Anti Spam Hints and Tips

Friday, September 29, 2006

ASSP

OK, this is the anti-spam beasty I (mostly) use. It's very feature rich. In fact it has so many layers of spam defense, you will rarely want all of them running.
It is from http://assp.sourceforge.net/
First up, install the Linux version on a Linux box. The windows edition sux0r, manily due to the lack of good perl support, esp for the networking and dns libraries. It does work, but some features are not going to work without putting in a heap of extra time.
Next, you need to decide how paranoid you wish to be.
This will help you choose which aspects of the filtering to have turned on. In particular you need to decide whether you prefer type one or two errors, ie false negatives or false positives.
Pros and cons, in no particular order.
Bayesian Filtering: Unless you're very tolerant of spam, you probably should opt for Bayesian filtering. You can adjust how aggressive it is, so that lets you adjust how much you trust it, so there's no real reason to turn it off. Remember to run in test mode until the bayes check is getting more reliable. I ended up waiting a whole week, and even then got a few false positives. But then I was being quite aggressive with it.
Validate HELOs is really worth using.
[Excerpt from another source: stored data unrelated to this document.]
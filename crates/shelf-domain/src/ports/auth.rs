//! Credential Verification Port
//!
//! Verification never fails with an error for a bad password: the outcome is
//! a value the transport layer maps to its own "unauthorized" response.

use crate::error::Result;
use std::fmt;

/// Caller-supplied username and password
#[derive(Clone, PartialEq, Eq)]
pub struct Credentials {
    /// Username as sent by the caller
    pub username: String,
    /// Password as sent by the caller
    pub password: String,
}

impl Credentials {
    /// Create a credential pair
    pub fn new(username: impl Into<String>, password: impl Into<String>) -> Self {
        Self {
            username: username.into(),
            password: password.into(),
        }
    }
}

impl fmt::Debug for Credentials {
    fn fmt(&self, f: &mut fmt::Formatter<'_>) -> fmt::Result {
        f.debug_struct("Credentials")
            .field("username", &self.username)
            .field("password", &"<redacted>")
            .finish()
    }
}

/// Why a request was not authorized
#[derive(Debug, Clone, Copy, PartialEq, Eq)]
pub enum UnauthorizedReason {
    /// No credentials were supplied
    MissingCredentials,
    /// Credentials were supplied but could not be decoded
    MalformedCredentials,
    /// Credentials did not match the configured ones
    InvalidCredentials,
}

impl UnauthorizedReason {
    /// Stable machine-readable code
    pub fn code(&self) -> &'static str {
        match self {
            Self::MissingCredentials => "missing_credentials",
            Self::MalformedCredentials => "malformed_credentials",
            Self::InvalidCredentials => "invalid_credentials",
        }
    }
}

impl fmt::Display for UnauthorizedReason {
    fn fmt(&self, f: &mut fmt::Formatter<'_>) -> fmt::Result {
        let text = match self {
            Self::MissingCredentials => "credentials required",
            Self::MalformedCredentials => "credentials could not be decoded",
            Self::InvalidCredentials => "invalid username or password",
        };
        f.write_str(text)
    }
}

/// Result of a credential check
#[derive(Debug, Clone, PartialEq, Eq)]
pub enum AuthOutcome {
    /// The caller is who they claim to be
    Authorized {
        /// Authenticated username
        username: String,
    },
    /// The caller could not be authenticated
    Unauthorized(UnauthorizedReason),
}

impl AuthOutcome {
    /// Whether the outcome grants access
    pub fn is_authorized(&self) -> bool {
        matches!(self, Self::Authorized { .. })
    }
}

/// Credential verification interface
///
/// `Err` is reserved for verifier faults (for example, no credentials are
/// configured); a mismatch is `Ok(AuthOutcome::Unauthorized(..))`.
pub trait CredentialVerifier: Send + Sync {
    /// Check caller credentials against the expected ones
    fn verify(&self, credentials: Option<&Credentials>) -> Result<AuthOutcome>;
}
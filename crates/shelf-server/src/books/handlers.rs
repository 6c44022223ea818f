//! Book route handlers
//!
//! Handlers resolve the book service from the managed [`AppContext`] on every
//! request, so a binding overridden on the context is seen by the next call.

use rocket::serde::json::Json;
use rocket::{State, get, post};
use shelf_infrastructure::di::AppContext;
use std::sync::Arc;
use tracing::info;

use super::models::{BookPayload, BookResponse};
use crate::auth::BasicAuth;
use crate::error::ApiResult;

/// List all books
#[get("/books")]
pub async fn list_books(context: &State<Arc<AppContext>>) -> ApiResult<Json<Vec<BookResponse>>> {
    let books = context.book_service()?.list_books().await?;
    Ok(Json(books.into_iter().map(BookResponse::from).collect()))
}

/// Fetch one book
///
/// Returns 404 when no book is stored at `id`.
#[get("/books/<id>")]
pub async fn get_book(id: &str, context: &State<Arc<AppContext>>) -> ApiResult<Json<BookResponse>> {
    let book = context.book_service()?.get_book(id).await?;
    Ok(Json(book.into()))
}

/// Create a book under a freshly generated id
#[post("/books", data = "<payload>")]
pub async fn create_book(
    payload: Json<BookPayload>,
    context: &State<Arc<AppContext>>,
) -> ApiResult<Json<BookResponse>> {
    let book = context
        .book_service()?
        .create_book(payload.into_inner().into())
        .await?;
    info!(book_id = %book.id, "Book created");
    Ok(Json(book.into()))
}

/// Create or replace the book stored at `id`
///
/// # Authentication
///
/// Requires HTTP Basic credentials matching the configured settings.
#[post("/books/<id>", data = "<payload>")]
pub async fn update_book(
    id: &str,
    auth: BasicAuth,
    payload: Json<BookPayload>,
    context: &State<Arc<AppContext>>,
) -> ApiResult<Json<BookResponse>> {
    let book = context
        .book_service()?
        .update_book(id, payload.into_inner().into())
        .await?;
    info!(book_id = %book.id, username = %auth.username, "Book updated");
    Ok(Json(book.into()))
}
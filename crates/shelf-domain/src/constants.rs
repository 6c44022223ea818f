//! Domain layer constants
//!
//! Infrastructure-specific constants live in `shelf_infrastructure::constants`.

/// Resource label used in not-found errors for books
pub const BOOK_RESOURCE: &str = "book";

/// Name of the map-backed repository provider
pub const MEMORY_REPOSITORY_PROVIDER: &str = "memory";

/// Name of the placeholder repository provider that stores nothing
pub const NULL_REPOSITORY_PROVIDER: &str = "null";
//! Repository configuration types

use serde::{Deserialize, Serialize};
use shelf_application::ports::registry::BookRepositoryConfig;
use shelf_domain::constants::MEMORY_REPOSITORY_PROVIDER;
use shelf_domain::entities::Book;

/// Repository provider selection
///
/// ```toml
/// [repository]
/// provider = "memory"
///
/// [[repository.seed]]
/// id = "1"
/// title = "Foo"
/// ```
#[derive(Debug, Clone, Serialize, Deserialize)]
pub struct RepositoryConfig {
    /// Registered provider name
    pub provider: String,

    /// Records loaded into the repository when it is first built
    #[serde(default)]
    pub seed: Vec<Book>,
}

impl Default for RepositoryConfig {
    fn default() -> Self {
        Self {
            provider: MEMORY_REPOSITORY_PROVIDER.to_string(),
            seed: Vec::new(),
        }
    }
}

impl RepositoryConfig {
    /// Registry configuration for this selection
    pub fn to_registry_config(&self) -> BookRepositoryConfig {
        BookRepositoryConfig::new(&self.provider).with_seed(self.seed.iter().cloned())
    }
}
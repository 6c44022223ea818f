//! Error responses: status codes and JSON bodies

use rocket::http::{ContentType, Status};
use serde_json::{Value, json};

use crate::test_utils::fixtures::{
    TEST_PASSWORD, TEST_USERNAME, basic_auth, client_for, seeded_context,
};

#[rocket::async_test]
async fn test_missing_book_returns_404() {
    let context = seeded_context();
    let client = client_for(context.clone()).await;

    let response = client.get("/books/does-not-exist").dispatch().await;
    assert_eq!(response.status(), Status::NotFound);

    let body: Value = response.into_json().await.expect("error body");
    assert_eq!(body["error"], "not_found");
    assert!(body["message"].as_str().unwrap().contains("does-not-exist"));

    context.reset().expect("reset");
}

#[rocket::async_test]
async fn test_unknown_route_returns_json_404() {
    let client = client_for(seeded_context()).await;

    let response = client.get("/authors").dispatch().await;
    assert_eq!(response.status(), Status::NotFound);
    assert_eq!(response.content_type(), Some(ContentType::JSON));
}

#[rocket::async_test]
async fn test_body_without_title_returns_422() {
    let context = seeded_context();
    let client = client_for(context.clone()).await;

    let response = client
        .post("/books")
        .json(&json!({ "name": "no title here" }))
        .dispatch()
        .await;
    assert_eq!(response.status(), Status::UnprocessableEntity);

    let body: Value = response.into_json().await.expect("error body");
    assert_eq!(body["error"], "invalid_body");

    let books: Vec<Value> = client
        .get("/books")
        .dispatch()
        .await
        .into_json()
        .await
        .expect("book list");
    assert_eq!(books.len(), 1);

    context.reset().expect("reset");
}

#[rocket::async_test]
async fn test_syntactically_invalid_body_returns_400() {
    let context = seeded_context();
    let client = client_for(context.clone()).await;

    let response = client
        .post("/books/1")
        .header(basic_auth(TEST_USERNAME, TEST_PASSWORD))
        .header(ContentType::JSON)
        .body("{\"title\": ")
        .dispatch()
        .await;
    assert_eq!(response.status(), Status::BadRequest);

    let body: Value = response.into_json().await.expect("error body");
    assert_eq!(body["error"], "bad_request");

    context.reset().expect("reset");
}

#[rocket::async_test]
async fn test_oversized_body_returns_json_413() {
    let context = seeded_context();
    let client = client_for(context.clone()).await;

    // Twice Rocket's default 1 MiB JSON limit
    let title = "x".repeat(2 * 1024 * 1024);
    let response = client
        .post("/books")
        .json(&json!({ "title": title }))
        .dispatch()
        .await;
    assert_eq!(response.status(), Status::PayloadTooLarge);
    assert_eq!(response.content_type(), Some(ContentType::JSON));

    let body: Value = response.into_json().await.expect("error body");
    assert_eq!(body["error"], "payload_too_large");

    let books: Vec<Value> = client
        .get("/books")
        .dispatch()
        .await
        .into_json()
        .await
        .expect("book list");
    assert_eq!(books.len(), 1);

    context.reset().expect("reset");
}
//! Infrastructure layer constants
//!
//! Domain-specific constants are defined in `shelf_domain::constants`.

// ============================================================================
// CONFIGURATION CONSTANTS
// ============================================================================

/// Default configuration file name
pub const DEFAULT_CONFIG_FILENAME: &str = "shelf.toml";

/// Default configuration directory name
pub const DEFAULT_CONFIG_DIR: &str = "shelf";

/// Environment variable prefix for configuration
pub const CONFIG_ENV_PREFIX: &str = "SHELF";

/// Separator between prefix and nested keys (e.g. `SHELF__AUTH__USERNAME`)
pub const CONFIG_ENV_SEPARATOR: &str = "__";

// ============================================================================
// HTTP SERVER CONSTANTS
// ============================================================================

/// Default HTTP server port
pub const DEFAULT_HTTP_PORT: u16 = 8080;

/// Default server host
pub const DEFAULT_SERVER_HOST: &str = "127.0.0.1";

// ============================================================================
// AUTHENTICATION CONSTANTS
// ============================================================================

/// Realm advertised in `WWW-Authenticate` challenges
pub const DEFAULT_AUTH_REALM: &str = "shelf";

// ============================================================================
// LOGGING CONSTANTS
// ============================================================================

/// Default log level
pub const DEFAULT_LOG_LEVEL: &str = "info";

/// Environment variable that overrides the configured log filter
pub const LOG_ENV_VAR: &str = "SHELF_LOG";

/// Fallback file stem for rolling log files
pub const DEFAULT_LOG_FILE_STEM: &str = "shelf";

// ============================================================================
// DI BINDING NAMES
// ============================================================================

/// Binding name of the book repository
pub const REPOSITORY_BINDING: &str = "repository";

/// Binding name of the authentication settings
pub const SETTINGS_BINDING: &str = "settings";
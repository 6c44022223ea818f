//! Provider Registry
//!
//! ```text
//! ┌────────────────────────────────────────────────────────────────┐
//! │  1. Registry declares: #[linkme::distributed_slice]            │
//! │     pub static BOOK_REPOSITORY_PROVIDERS: [Entry] = [..];      │
//! │  2. Provider defines:  #[linkme::distributed_slice(            │
//! │                            BOOK_REPOSITORY_PROVIDERS)]         │
//! │  3. Resolver looks entries up by name at runtime               │
//! └────────────────────────────────────────────────────────────────┘
//! ```
//!
//! Registration only happens for crates that are linked into the final
//! binary, so consumers reference `shelf_providers` explicitly.

pub mod repository;

pub use repository::{
    BOOK_REPOSITORY_PROVIDERS, BookRepositoryConfig, BookRepositoryEntry,
    list_book_repositories, resolve_book_repository,
};
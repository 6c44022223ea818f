//! Tests for the book service use case

use shelf_application::domain_services::BookServiceInterface;
use shelf_application::use_cases::BookServiceImpl;
use shelf_domain::entities::{Book, BookDraft};
use shelf_domain::ports::BookRepository;
use shelf_providers::repository::InMemoryBookRepository;
use std::sync::Arc;

fn seeded_service() -> (BookServiceImpl, Arc<InMemoryBookRepository>) {
    let repo = Arc::new(InMemoryBookRepository::with_books([Book::new("1", "Foo")]));
    let service = BookServiceImpl::new(repo.clone());
    (service, repo)
}

#[tokio::test]
async fn test_list_books_returns_seeded_record() {
    let (service, _) = seeded_service();

    let books = service.list_books().await.expect("list");
    assert_eq!(books, vec![Book::new("1", "Foo")]);
}

#[tokio::test]
async fn test_create_book_generates_fresh_id() {
    let (service, repo) = seeded_service();

    let created = service
        .create_book(BookDraft::new("my book"))
        .await
        .expect("create");

    assert_eq!(created.title, "my book");
    assert_ne!(created.id, "1");
    assert!(uuid::Uuid::parse_str(&created.id).is_ok(), "id should be a UUID");
    assert_eq!(repo.find(&created.id).await.expect("stored"), created);
}

#[tokio::test]
async fn test_create_twice_yields_distinct_ids() {
    let (service, _) = seeded_service();

    let a = service.create_book(BookDraft::new("a")).await.expect("a");
    let b = service.create_book(BookDraft::new("a")).await.expect("b");
    assert_ne!(a.id, b.id);
}

#[tokio::test]
async fn test_update_book_overwrites_title() {
    let (service, _) = seeded_service();

    let updated = service
        .update_book("1", BookDraft::new("bar"))
        .await
        .expect("update");
    assert_eq!(updated, Book::new("1", "bar"));

    let fetched = service.get_book("1").await.expect("get");
    assert_eq!(fetched.title, "bar");
}

#[tokio::test]
async fn test_update_unknown_id_inserts() {
    let (service, _) = seeded_service();

    service
        .update_book("99", BookDraft::new("new"))
        .await
        .expect("upsert");
    assert_eq!(service.list_books().await.expect("list").len(), 2);
}

#[tokio::test]
async fn test_get_missing_book_is_not_found() {
    let (service, _) = seeded_service();

    let err = service.get_book("missing").await.unwrap_err();
    assert!(err.is_not_found());
}

#[test]
fn test_service_is_send_sync() {
    fn assert_send_sync<T: Send + Sync>() {}
    assert_send_sync::<BookServiceImpl>();
}
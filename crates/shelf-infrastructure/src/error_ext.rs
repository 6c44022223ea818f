//! Error extension utilities
//!
//! Context extension methods that turn foreign errors into domain errors.

use shelf_domain::error::{Error, Result};
use std::fmt;

/// Extension trait for adding context to errors
///
/// # Example
///
/// ```ignore
/// use shelf_infrastructure::error_ext::ErrorContext;
///
/// let config: AppConfig = figment.extract().config_context("Failed to extract configuration")?;
/// ```
pub trait ErrorContext<T> {
    /// Add context for configuration operations
    ///
    /// The original error is kept as the source.
    fn config_context<C>(self, context: C) -> Result<T>
    where
        C: fmt::Display + Send + Sync + 'static;
}

impl<T, E> ErrorContext<T> for std::result::Result<T, E>
where
    E: std::error::Error + Send + Sync + 'static,
{
    fn config_context<C>(self, context: C) -> Result<T>
    where
        C: fmt::Display + Send + Sync + 'static,
    {
        self.map_err(|err| Error::configuration_with_source(format!("{}: {}", context, err), err))
    }
}
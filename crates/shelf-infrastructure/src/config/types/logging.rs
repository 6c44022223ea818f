//! Logging configuration types

use crate::constants::DEFAULT_LOG_LEVEL;
use serde::{Deserialize, Serialize};
use std::path::PathBuf;

/// Logging configuration
#[derive(Debug, Clone, Serialize, Deserialize)]
pub struct LoggingConfig {
    /// Log level (trace, debug, info, warn, error)
    pub level: String,

    /// Enable JSON output format
    #[serde(default)]
    pub json_format: bool,

    /// Log to a daily-rotated file in addition to stdout
    ///
    /// The date goes between stem and extension: `shelf.log` is written as
    /// `shelf.<YYYY-MM-DD>.log`.
    #[serde(default)]
    pub file_output: Option<PathBuf>,
}

impl Default for LoggingConfig {
    fn default() -> Self {
        Self {
            level: DEFAULT_LOG_LEVEL.to_string(),
            json_format: false,
            file_output: None,
        }
    }
}
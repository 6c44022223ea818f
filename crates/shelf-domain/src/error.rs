//! Error handling types

use thiserror::Error;

/// Result type alias for operations that can fail
pub type Result<T> = std::result::Result<T, Error>;

/// Main error type for the Shelf service
#[derive(Error, Debug)]
pub enum Error {
    /// Resource not found error
    #[error("Not found: {resource}")]
    NotFound {
        /// The resource that was not found
        resource: String,
    },

    /// Configuration-related error
    #[error("Configuration error: {message}")]
    Configuration {
        /// Description of the configuration error
        message: String,
        /// Optional source error
        #[source]
        source: Option<Box<dyn std::error::Error + Send + Sync>>,
    },

    /// Internal system error
    #[error("Internal error: {message}")]
    Internal {
        /// Description of the internal error
        message: String,
    },
}

// Basic error creation methods
impl Error {
    /// Create a not found error
    pub fn not_found<S: Into<String>>(resource: S) -> Self {
        Self::NotFound {
            resource: resource.into(),
        }
    }

    /// Create an internal error
    pub fn internal<S: Into<String>>(message: S) -> Self {
        Self::Internal {
            message: message.into(),
        }
    }
}

// Configuration error creation methods
impl Error {
    /// Create a configuration error
    pub fn configuration<S: Into<String>>(message: S) -> Self {
        Self::Configuration {
            message: message.into(),
            source: None,
        }
    }

    /// Create a configuration error with source
    pub fn configuration_with_source<
        S: Into<String>,
        E: std::error::Error + Send + Sync + 'static,
    >(
        message: S,
        source: E,
    ) -> Self {
        Self::Configuration {
            message: message.into(),
            source: Some(Box::new(source)),
        }
    }
}

impl Error {
    /// Whether this error reports a missing resource
    pub fn is_not_found(&self) -> bool {
        matches!(self, Self::NotFound { .. })
    }
}
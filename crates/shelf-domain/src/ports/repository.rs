//! Book Repository Interface

use crate::entities::Book;
use crate::error::Result;
use async_trait::async_trait;

/// Repository: Book Persistence
///
/// Capability set over stored books. Implementations are selected by name
/// through the provider registry and may be replaced at runtime.
///
/// # Example
///
/// ```ignore
/// use shelf_domain::ports::BookRepository;
///
/// let saved = repo.save(Book::new("2", "Bar")).await?;
/// let all = repo.find_all().await?;
/// let one = repo.find("2").await?;
/// ```
#[async_trait]
pub trait BookRepository: Send + Sync {
    /// Look up a single book
    ///
    /// Returns [`Error::NotFound`](crate::error::Error::NotFound) when no book
    /// has the given identifier.
    async fn find(&self, id: &str) -> Result<Book>;

    /// Store a book, replacing any record with the same identifier
    ///
    /// Returns the stored record unchanged.
    async fn save(&self, book: Book) -> Result<Book>;

    /// Snapshot of every stored book, ordered by identifier
    async fn find_all(&self) -> Result<Vec<Book>>;

    /// Registry name of this implementation
    fn provider_name(&self) -> &str;
}
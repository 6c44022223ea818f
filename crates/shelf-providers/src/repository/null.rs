//! Null book repository
//!
//! Stand-in for a storage backend that has not been configured. Writes are
//! acknowledged but discarded, reads see an empty repository.

use async_trait::async_trait;
use shelf_domain::constants::{BOOK_RESOURCE, NULL_REPOSITORY_PROVIDER};
use shelf_domain::entities::Book;
use shelf_domain::error::{Error, Result};
use shelf_domain::ports::BookRepository;

/// Null repository for tests and unconfigured deployments
#[derive(Debug, Default, Clone, Copy)]
pub struct NullBookRepository;

impl NullBookRepository {
    /// Create a new null repository
    pub fn new() -> Self {
        Self
    }
}

#[async_trait]
impl BookRepository for NullBookRepository {
    async fn find(&self, id: &str) -> Result<Book> {
        Err(Error::not_found(format!("{BOOK_RESOURCE} {id}")))
    }

    async fn save(&self, book: Book) -> Result<Book> {
        Ok(book)
    }

    async fn find_all(&self) -> Result<Vec<Book>> {
        Ok(Vec::new())
    }

    fn provider_name(&self) -> &str {
        NULL_REPOSITORY_PROVIDER
    }
}

use shelf_application::ports::registry::{
    BOOK_REPOSITORY_PROVIDERS, BookRepositoryConfig, BookRepositoryEntry,
};

#[linkme::distributed_slice(BOOK_REPOSITORY_PROVIDERS)]
static NULL_PROVIDER: BookRepositoryEntry = BookRepositoryEntry {
    name: NULL_REPOSITORY_PROVIDER,
    description: "Placeholder repository that stores nothing",
    factory: |_config: &BookRepositoryConfig| Ok(std::sync::Arc::new(NullBookRepository::new())),
};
The messages that this filters are 100% junk. No mail server will ever send you this garbage, and only bad cgi will.
Validate destination address: You may think this is useless, as these won't get delivered anyway. But, if you use the penalty box it is invaluable for catching spam bombers and shoving them into the penalty box incredibly quickly. If you're running a mail server that includes an LDAP service then by far, this is the best (low-maintenance) way to check email addresses.
Missing DNS Info, both PTR and MX checks. These are mostly checking that you would be able to send back to the sending server. Missing MX records means that the sending domain doesn't have an MX, which means nothing specifically points to an email server. Bingo> problem. And missing ptr means the sending PTR doesn't have a reversing entry for a DNS record, theoretically meaning that the IP isn't listed on any DNS. In reality, a lot of domains have flakey DNS entries. SMTP will go to A records if MX records don't exist, so many domains are running happily without an MX and don't know it. And when clusters are used it's possible the sending IP is not DNS listed at all. Not counting DNS services that simply fail to update PTR records with their A records. I log these, but I don't block them. I blocked them for a few hours once and got a heap of false positives. So I don't use them.
Penalty Box: This is one to be careful with. I use it, but with a fairly high threshold that must be reached in fifteen minutes, and I've adjusted most of my weightings down to 1, with the exception of bad addresses. Bad addresses I weight at 20. What this does is essentially penalty box the people who just try lots of different email addresses for a single domain. I hardly get any normal blocks that aren't also "Extreme", because that type of idiot spammer doesn't look at their bounces, and runs heaps of SMTP connections in a short time frame. And the penalty box provides an IP based block, so it happens at the HELO/EHLO stage, before you get to even the email header. But it does need to be used with care.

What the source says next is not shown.